Shedless still I prattle: N M Browne



 The image of the writer tends to be that of the solitary genius. Maybe George Bernard Shaw springs to mind in his shed that moved to follow the sun? 

   These embodied stereotypes are often male, hard drinking, melancholic and usually gifted in ways that sets them apart from lesser mortals: excuses are made for horrible behaviour, faults are fondly reframed as idiosyncrasies.

  As a female writer, who is not a solitary genius, or indeed a genius at all, I am prone to wondering (usually when I should be writing) if this stereotype holds me back. My red wine intake is perhaps a little too high but I’m generally an optimistic soul and my idiosyncrasies are all reframed as faults. 

  When we write it is just us and the words on the page, but I don’t know if that makes the experience unique or even that solitary. We are often not alone in person. Writers I know write in coffee shops, on kitchen tables around the detritus of family life, on packed trains and in little slivers of time squeezed between other paid work and the business of caring for other people. 

      Maybe it is harder to be a genius under these circumstances. It is certainly harder to be forgiven for even moderate tantrums. We have to write and think fast to be creative in these gaps of time, in the cracks between doing other things. 

     These days it is even hard to be solitary in your own head: everyone’s a critic. Every website wants to advise you, universities want to teach you, everyone is on the creative writing act, invading not just your writing space but the quietness in your head.

    There is an upside.

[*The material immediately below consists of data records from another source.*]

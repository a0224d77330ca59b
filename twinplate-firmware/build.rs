//! Build script for twinplate-firmware
//!
//! Passes the cortex-m-rt and defmt linker scripts. `memory.x` itself is
//! generated by embassy-stm32's `memory-x` feature.

fn main() {
    println!("cargo:rustc-link-arg-bins=--nmagic");
    println!("cargo:rustc-link-arg-bins=-Tlink.x");
    println!("cargo:rustc-link-arg-bins=-Tdefmt.x");

    println!("cargo:rerun-if-changed=build.rs");
}
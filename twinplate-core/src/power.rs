//! Sleep depth arbitration
//!
//! The deep state halts the timer entirely, so it is only allowed when there
//! is nothing left to time: no plate heating and no debounce window open.

use twinplate_hal::PowerMode;

/// Inputs to the sleep decision, sampled at the end of a base tick
#[derive(Debug, Clone, Copy, PartialEq, Eq, Default)]
#[cfg_attr(feature = "defmt", derive(defmt::Format))]
pub struct SleepInputs {
    /// Output active flags
    pub active: [bool; 2],
    /// Debounced button states (true = pressed)
    pub pressed: [bool; 2],
    /// Raw button reads (true = pressed)
    pub raw_pressed: [bool; 2],
}

impl SleepInputs {
    /// Check if the timer may be halted
    pub fn deep_sleep_eligible(&self) -> bool {
        let idle = |flags: [bool; 2]| !flags[0] && !flags[1];
        idle(self.active) && idle(self.pressed) && idle(self.raw_pressed)
    }

    /// Sleep depth these inputs call for
    pub fn mode(&self) -> PowerMode {
        if self.deep_sleep_eligible() {
            PowerMode::Deep
        } else {
            PowerMode::Light
        }
    }
}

There is no writing problem that a whole array of people aren’t all too ready to help you solve. It is great to have friends and mentors, critique groups or informal support groups, reading groups and lets-get-drunk-and-moan-about-our-books groups, but the downside is the risk of importing all this chatter into the silence that we all need. It is easy to be so busy being a very un-solitary modern writer that the actual words- on-the-page-writing and the engaged, engrossing cover to cover reading  barely occurs at all. 

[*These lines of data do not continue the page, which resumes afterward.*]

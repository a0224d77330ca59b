//! Control task
//!
//! Steps the shared compare timer at the fast sub-tick rate and hands the
//! resulting events to the controller. While the controller has asked for
//! deep sleep the ticker is left alone and the task waits for a falling
//! edge on either button instead.

use defmt::*;
use embassy_futures::select::select;
use embassy_stm32::exti::ExtiInput;
use embassy_stm32::gpio::Output;
use embassy_time::{Duration, Ticker};

use twinplate_core::output::PwmStep;
use twinplate_core::state::{ControlEvent, TickReport};
use twinplate_core::PlateController;
use twinplate_drivers::PinBoard;

/// Board wired to the STM32 pins
pub type Board = PinBoard<ExtiInput<'static>, Output<'static>>;

/// Control task - runs the timer service loop forever
#[embassy_executor::task]
pub async fn control_task(mut board: Board, mut controller: PlateController) {
    info!("Control task started");

    controller.start(&mut board);

    let sub_tick_hz = u64::from(controller.config().sub_ticks_per_ms) * 1000;
    let mut ticker = Ticker::every(Duration::from_hz(sub_tick_hz));

    loop {
        if !board.power_mode().ticks_running() {
            debug!("Timer halted, waiting for button");

            let [a, b] = board.buttons_mut();
            select(a.wait_for_falling_edge(), b.wait_for_falling_edge()).await;

            let mode = controller.on_button_edge(&mut board);
            debug!("Button edge, power mode {:?}", mode);

            // Don't replay the sub-ticks missed while halted
            ticker.reset();
            continue;
        }

        ticker.next().await;

        let outcome = board.service(&mut controller);
        if let Some(report) = outcome.tick {
            log_report(&report);
        }
        if outcome.pwm == Some(PwmStep::Resynced) {
            warn!("PWM compare out of phase, counter reset");
        }
    }
}

/// Log what a base tick changed
fn log_report(report: &TickReport) {
    for event in &report.events {
        match *event {
            ControlEvent::ButtonConfirmed { channel, pressed } => {
                trace!("Button {:?} pressed={}", channel, pressed);
            }
            ControlEvent::OutputSwitched { channel, on } => {
                info!("Plate {:?} {}", channel, if on { "on" } else { "off" });
            }
            ControlEvent::IdleShutoff => {
                warn!("Idle timeout, plates forced off");
            }
            ControlEvent::PowerModeChanged(mode) => {
                debug!("Power mode {:?}", mode);
            }
        }
    }
}
//! Button input handling

pub mod debounce;

pub use debounce::{debounce, ButtonChannel, DebounceWindows};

   I don’t envy these great men their writing sheds or even their genius (or not much) I do envy them the great privilege of in-their-own- head solitude. Without that mental space none of us can create: it’s the blank screen on which our imaginations project our own weird, unique ideas, our own private portals to other worlds. I’d rather have that than a shed – even one that follows the sun.

Comments

Kirsten Bett said…
I just woke up from a nightmare involving a huge black spider, so no I love writing in the comfort of my home but I do like being alone on my walks in the woods and along the canal. What works for me, really, is a daily goal. Having said that I am 600 behind so I better get cracking... Thanks for your post, it got me thinking.
Sandra Horn said…
Oh yes! Thank you, Nicky.
Joy Margetts said…
Great post. I think I had a difficult time accepting the title 'writer' because I didn't fit the stereotypical solitary genius mold. I still don't , but I'm definitely a writer! And so happy I don't have to do it alone - with all the encouragers out there. BUT when I am writing, wherever I might be sitting, then I am completely alone, in the world of my characters, and have been known to ignore everybody and totally forget any mundane responsibilities I might have. SO perhaps I do sort of fit. My mind is my writing shed???
Umberto Tosi said…
Enjoyed this post. It took me an inordinately long time to figure out the genius can never be me, but, if I'm lucky, a puckish messenger who may show up if I keep making space for that to happen -- perhaps in ways eccentric that will seem eccentric, but -- like sheds -- are only incidental. Whatever works. Call it what you will.